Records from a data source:
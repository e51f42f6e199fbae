use windows::Win32::UI::WindowsAndMessaging::{MB_ICONERROR, MB_OK, MessageBoxW};
use windows::core::PCWSTR;

use crate::class::wide;

/// Shows a modal, ownerless error box and blocks until it is dismissed.
pub fn error_box(caption: &str, message: &str) {
    let caption = wide(caption);
    let message = wide(message);

    // SAFETY: both buffers are null-terminated and outlive the call.
    unsafe {
        MessageBoxW(
            None,
            PCWSTR(message.as_ptr()),
            PCWSTR(caption.as_ptr()),
            MB_OK | MB_ICONERROR,
        );
    }
}
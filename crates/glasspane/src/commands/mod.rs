pub mod doctor;
pub mod init;
pub mod run;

[WORK ORDER]
Your answer must be every record above, set down exactly as written.

[TASK RESPONSE]
repository e51f42f6e199fbae
use windows::Win32::UI::WindowsAndMessaging::{MB_ICONERROR, MB_OK, MessageBoxW};
use windows::core::PCWSTR;

use crate::class::wide;

/// Shows a modal, ownerless error box and blocks until it is dismissed.
pub fn error_box(caption: &str, message: &str) {
    let caption = wide(caption);
    let message = wide(message);

    // SAFETY: both buffers are null-terminated and outlive the call.
    unsafe {
        MessageBoxW(
            None,
            PCWSTR(message.as_ptr()),
            PCWSTR(caption.as_ptr()),
            MB_OK | MB_ICONERROR,
        );
    }
}
filename crates/glasspane/src/commands/mod.rs
pub mod doctor;
pub mod init;
pub mod run;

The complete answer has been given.